Peptide synthesis was planned following standard Fmoc peptide synthesis procedures on a solid support (resin). The first stage of the project will be the synthesis of indispensable non-natural, commercially available amino acids: (S) -2 - ((tert-butoxycarbonyl) amino) -4,4-dimethylhex-5-enoate and N-5- (but-3-en-1- yl) -N-2- (tert-butoxycarbonyl) -L-glutamine.
The next stage of the research task consists in attaching the C-terminal amino acid to the 2-chlorotrityl resin and then extending the peptide chain.
The next step in the synthesis is the selective cleavage of the peptide from the resin while maintaining orthogonal groups protecting the side chains of amino acids. The last, key stage of the synthesis is cyclization by means of metathesis, reduction of the double bond and deprotection of peptide functional groups in the environment of trifluoroacetic acid.

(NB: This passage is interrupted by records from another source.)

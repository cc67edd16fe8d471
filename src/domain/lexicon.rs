//! 发音词典
//!
//! 合成前对旁白文本做整词替换（例如缩写、地名的读法）。
//! 缓存 key 基于替换后的文本计算。

use regex::{Captures, Regex};
use std::collections::{BTreeMap, HashMap};

use super::errors::DomainError;

/// 发音词典（构建后不可变）
#[derive(Debug, Clone, Default)]
pub struct Lexicon {
    /// 所有词合成的一个交替模式；空词典时为 None
    pattern: Option<Regex>,
    replacements: HashMap<String, String>,
}

impl Lexicon {
    /// 从 词 -> 读法 映射构建
    ///
    /// 较长的词排在交替模式前面，避免被其前缀抢先匹配
    pub fn from_map(entries: &BTreeMap<String, String>) -> Result<Self, DomainError> {
        let replacements: HashMap<String, String> = entries
            .iter()
            .filter(|(word, _)| !word.trim().is_empty())
            .map(|(word, replacement)| (word.trim().to_string(), replacement.clone()))
            .collect();

        if replacements.is_empty() {
            return Ok(Self::default());
        }

        let mut words: Vec<&String> = replacements.keys().collect();
        words.sort_by(|a, b| b.chars().count().cmp(&a.chars().count()).then(a.cmp(b)));

        let alternatives: Vec<String> = words.iter().map(|w| regex::escape(w)).collect();
        let pattern = Regex::new(&format!(r"\b(?:{})\b", alternatives.join("|")))
            .map_err(|e| DomainError::InvalidLexicon(e.to_string()))?;

        Ok(Self {
            pattern: Some(pattern),
            replacements,
        })
    }

    pub fn is_empty(&self) -> bool {
        self.replacements.is_empty()
    }

    /// 应用替换
    ///
    /// 单次扫描原文，替换结果不会再被其他词条改写
    pub fn apply(&self, text: &str) -> String {
        match &self.pattern {
            Some(pattern) => pattern
                .replace_all(text, |caps: &Captures| {
                    self.replacements
                        .get(&caps[0])
                        .cloned()
                        .unwrap_or_else(|| caps[0].to_string())
                })
                .into_owned(),
            None => text.to_string(),
        }
    }
}

#[cfg(test)]
mod tests {
    use super::*;

    fn lexicon(pairs: &[(&str, &str)]) -> Lexicon {
        let map = pairs
            .iter()
            .map(|(k, v)| (k.to_string(), v.to_string()))
            .collect();
        Lexicon::from_map(&map).unwrap()
    }

    #[test]
    fn test_whole_word_only() {
        let lex = lexicon(&[("NSW", "New South Wales")]);
        assert_eq!(lex.apply("Rain in NSW today"), "Rain in New South Wales today");
        assert_eq!(lex.apply("NSWX stays"), "NSWX stays");
    }

    #[test]
    fn test_longest_first() {
        let lex = lexicon(&[("UN", "U N"), ("UNSC", "U N Security Council")]);
        assert_eq!(lex.apply("The UNSC met"), "The U N Security Council met");
    }

    #[test]
    fn test_replacements_are_not_rewritten() {
        let lex = lexicon(&[("UK", "U K"), ("K", "kay")]);
        assert_eq!(lex.apply("The UK and K"), "The U K and kay");
    }

    #[test]
    fn test_replacement_is_literal() {
        let lex = lexicon(&[("cost", "$1 each")]);
        assert_eq!(lex.apply("the cost"), "the $1 each");
    }

    #[test]
    fn test_empty_lexicon_is_identity() {
        let lex = Lexicon::default();
        assert!(lex.is_empty());
        assert_eq!(lex.apply("unchanged"), "unchanged");
    }
}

The obtained cyclic peptide will be tested for the dissociation capacity of the PEX5/PTS1 complex (e.g. by the fluorescence polarization (FP) method). The results of the described scientific activity will allow to determine the validity of planning another project aimed at optimization of cyclic peptides, inhibitors of PEX5/PTS1 complex formation.
We assume that such compounds could be valuable molecular probes that will help better understand the PEX pathway and the mechanism of protein transport to peroxisomes. They may also become potential drugs against diseases caused by trypanosomes (Chagas disease, African sleeping sickness).